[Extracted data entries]
--
//! Session state and the server-side session table.
//!
//! ARCHITECTURE
//! ============
//! The client holds only an opaque token (the `session_token` cookie). All
//! session state lives here, keyed by that token: the authentication flag,
//! who is logged in, the URL to return to after a login round-trip, and the
//! queue of flash messages.
//!
//! TRADE-OFFS
//! ==========
//! Logging in does not rotate the token. A token handed out before login
//! stays valid afterwards, so a fixated token carries over into the
//! authenticated session.
//!
//! The table is process-local even when users live in Postgres; a restart
//! ends every session. Only sessions carrying state are stored, and every
//! entry expires, so anonymous traffic cannot grow the table without bound.

use std::collections::HashMap;
use std::fmt::Write;
use std::sync::Arc;

use rand::Rng;
use serde::Serialize;
use time::{Duration, OffsetDateTime};
use tokio::sync::RwLock;

pub(crate) fn bytes_to_hex(bytes: &[u8]) -> String {
    let mut s = String::with_capacity(bytes.len() * 2);
    for b in bytes {
        let _ = write!(s, "{b:02x}");
    }
    s
}

/// Generate a cryptographically random 32-byte hex token.
#[must_use]
pub fn generate_token() -> String {
    let bytes: [u8; 32] = rand::rng().random();
    bytes_to_hex(&bytes)
}

// =============================================================================
// SESSION
// =============================================================================

/// How the identity in a session was proven.
#[derive(Debug, Clone, Copy, PartialEq, Eq, Serialize)]
#[serde(rename_all = "snake_case")]
pub enum AuthMethod {
    Password,
    Google,
}

/// Who is logged in.
#[derive(Debug, Clone, PartialEq, Eq, Serialize)]
pub struct SessionIdentity {
    pub email: String,
    pub name: String,
    pub method: AuthMethod,
}

#[derive(Debug, Clone, Copy, PartialEq, Eq, Serialize)]
#[serde(rename_all = "snake_case")]
pub enum FlashCategory {
    Success,
    Error,
}

/// A user-facing message shown once.
#[derive(Debug, Clone, PartialEq, Eq, Serialize)]
pub struct Flash {
    pub category: FlashCategory,
    pub message: String,
}

impl Flash {
    #[must_use]
    pub fn success(message: impl Into<String>) -> Self {
        Self { category: FlashCategory::Success, message: message.into() }
    }

    #[must_use]
    pub fn error(message: impl Into<String>) -> Self {
        Self { category: FlashCategory::Error, message: message.into() }
    }
}

/// Per-client session state.
#[derive(Debug, Clone, Default, PartialEq, Eq)]
pub struct Session {
    authenticated: bool,
    identity: Option<SessionIdentity>,
    pending_redirect: Option<String>,
    flashes: Vec<Flash>,
}

impl Session {
    #[must_use]
    pub fn is_authenticated(&self) -> bool {
        self.authenticated
    }

    #[must_use]
    pub fn identity(&self) -> Option<&SessionIdentity> {
        self.identity.as_ref()
    }

    /// Mark the session as logged in as `identity`. The token is kept as is.
    pub fn mark_authenticated(&mut self, identity: SessionIdentity) {
        self.authenticated = true;
        self.identity = Some(identity);
    }

    /// Drop the login and any redirect captured for it.
    pub fn mark_unauthenticated(&mut self) {
        self.authenticated = false;
        self.identity = None;
        self.pending_redirect = None;
    }

    /// Remember where an intercepted request wanted to go.
    pub fn capture_redirect(&mut self, url: impl Into<String>) {
        self.pending_redirect = Some(url.into());
    }

    /// Return the captured URL once; afterwards `default` is returned.
    pub fn consume_redirect(&mut self, default: &str) -> String {
        self.pending_redirect.take().unwrap_or_else(|| default.to_owned())
    }

    #[must_use]
    pub fn pending_redirect(&self) -> Option<&str> {
        self.pending_redirect.as_deref()
    }

    pub fn flash(&mut self, flash: Flash) {
        self.flashes.push(flash);
    }

    /// Drain queued flash messages.
    pub fn take_flashes(&mut self) -> Vec<Flash> {
        std::mem::take(&mut self.flashes)
    }

    /// Anonymous, with nothing captured and nothing queued.
    #[must_use]
    pub fn is_empty(&self) -> bool {
        !self.authenticated && self.identity.is_none() && self.pending_redirect.is_none() && self.flashes.is_empty()
    }
}

// =============================================================================
// SESSION STORE
// =============================================================================

/// Lifetime of a logged-in session, renewed on every save.
pub const AUTHENTICATED_TTL: Duration = Duration::days(7);
/// Lifetime of an anonymous session (a captured redirect or pending flashes).
pub const ANONYMOUS_TTL: Duration = Duration::minutes(30);
pub const DEFAULT_CAPACITY: usize = 100_000;

struct Entry {
    session: Session,
    expires_at: OffsetDateTime,
}

/// Server-side session table keyed by token.
///
/// Entries expire after [`AUTHENTICATED_TTL`] or [`ANONYMOUS_TTL`] without a
/// save. When the table is full, expired entries are swept first and then the
/// entry closest to expiry is evicted, so the table never exceeds its capacity.
#[derive(Clone)]
pub struct SessionStore {
    sessions: Arc<RwLock<HashMap<String, Entry>>>,
    capacity: usize,
    authenticated_ttl: Duration,
    anonymous_ttl: Duration,
}

impl Default for SessionStore {
    fn default() -> Self {
        Self::with_limits(DEFAULT_CAPACITY, AUTHENTICATED_TTL, ANONYMOUS_TTL)
    }
}

impl SessionStore {
    #[must_use]
    pub fn new() -> Self {
        Self::default()
    }

    #[must_use]
    pub fn with_limits(capacity: usize, authenticated_ttl: Duration, anonymous_ttl: Duration) -> Self {
        Self {
            sessions: Arc::new(RwLock::new(HashMap::new())),
            capacity: capacity.max(1),
            authenticated_ttl,
            anonymous_ttl,
        }
    }

    /// Look up a session. `None` means the token was never issued, was removed or has expired.
    pub async fn load(&self, token: &str) -> Option<Session> {
        let now = OffsetDateTime::now_utc();
        {
            let sessions = self.sessions.read().await;
            match sessions.get(token) {
                Some(entry) if entry.expires_at > now => return Some(entry.session.clone()),
                Some(_) => {}
                None => return None,
            }
        }
        let mut sessions = self.sessions.write().await;
        if sessions.get(token).is_some_and(|entry| entry.expires_at <= now) {
            sessions.remove(token);
        }
        None
    }

    /// Store `session` under `token` and renew its expiry.
    pub async fn save(&self, token: &str, session: Session) {
        let now = OffsetDateTime::now_utc();
        let ttl = if session.is_authenticated() { self.authenticated_ttl } else { self.anonymous_ttl };
        let mut sessions = self.sessions.write().await;

        if !sessions.contains_key(token) && sessions.len() >= self.capacity {
            sessions.retain(|_, entry| entry.expires_at > now);
            if sessions.len() >= self.capacity {
                let oldest = sessions
                    .iter()
                    .min_by_key(|(_, entry)| entry.expires_at)
                    .map(|(token, _)| token.clone());
                if let Some(oldest) = oldest {
                    tracing::debug!("session table full; evicting the entry closest to expiry");
                    sessions.remove(&oldest);
                }
            }
        }

        sessions.insert(token.to_owned(), Entry { session, expires_at: now + ttl });
    }

    pub async fn remove(&self, token: &str) {
        self.sessions.write().await.remove(token);
    }

    pub async fn len(&self) -> usize {
        self.sessions.read().await.len()
    }
}

#[cfg(test)]
#[path = "session_test.rs"]
mod tests;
--
● **Exercise goal**
Within the data above, the span starting at the line containing "and then the" and ending at the line containing "fn default() ->" is to be retyped exactly, with no other lines.

● **Expected output**
/// save. When the table is full, expired entries are swept first and then the
/// entry closest to expiry is evicted, so the table never exceeds its capacity.
#[derive(Clone)]
pub struct SessionStore {
    sessions: Arc<RwLock<HashMap<String, Entry>>>,
    capacity: usize,
    authenticated_ttl: Duration,
    anonymous_ttl: Duration,
}

impl Default for SessionStore {
    fn default() -> Self {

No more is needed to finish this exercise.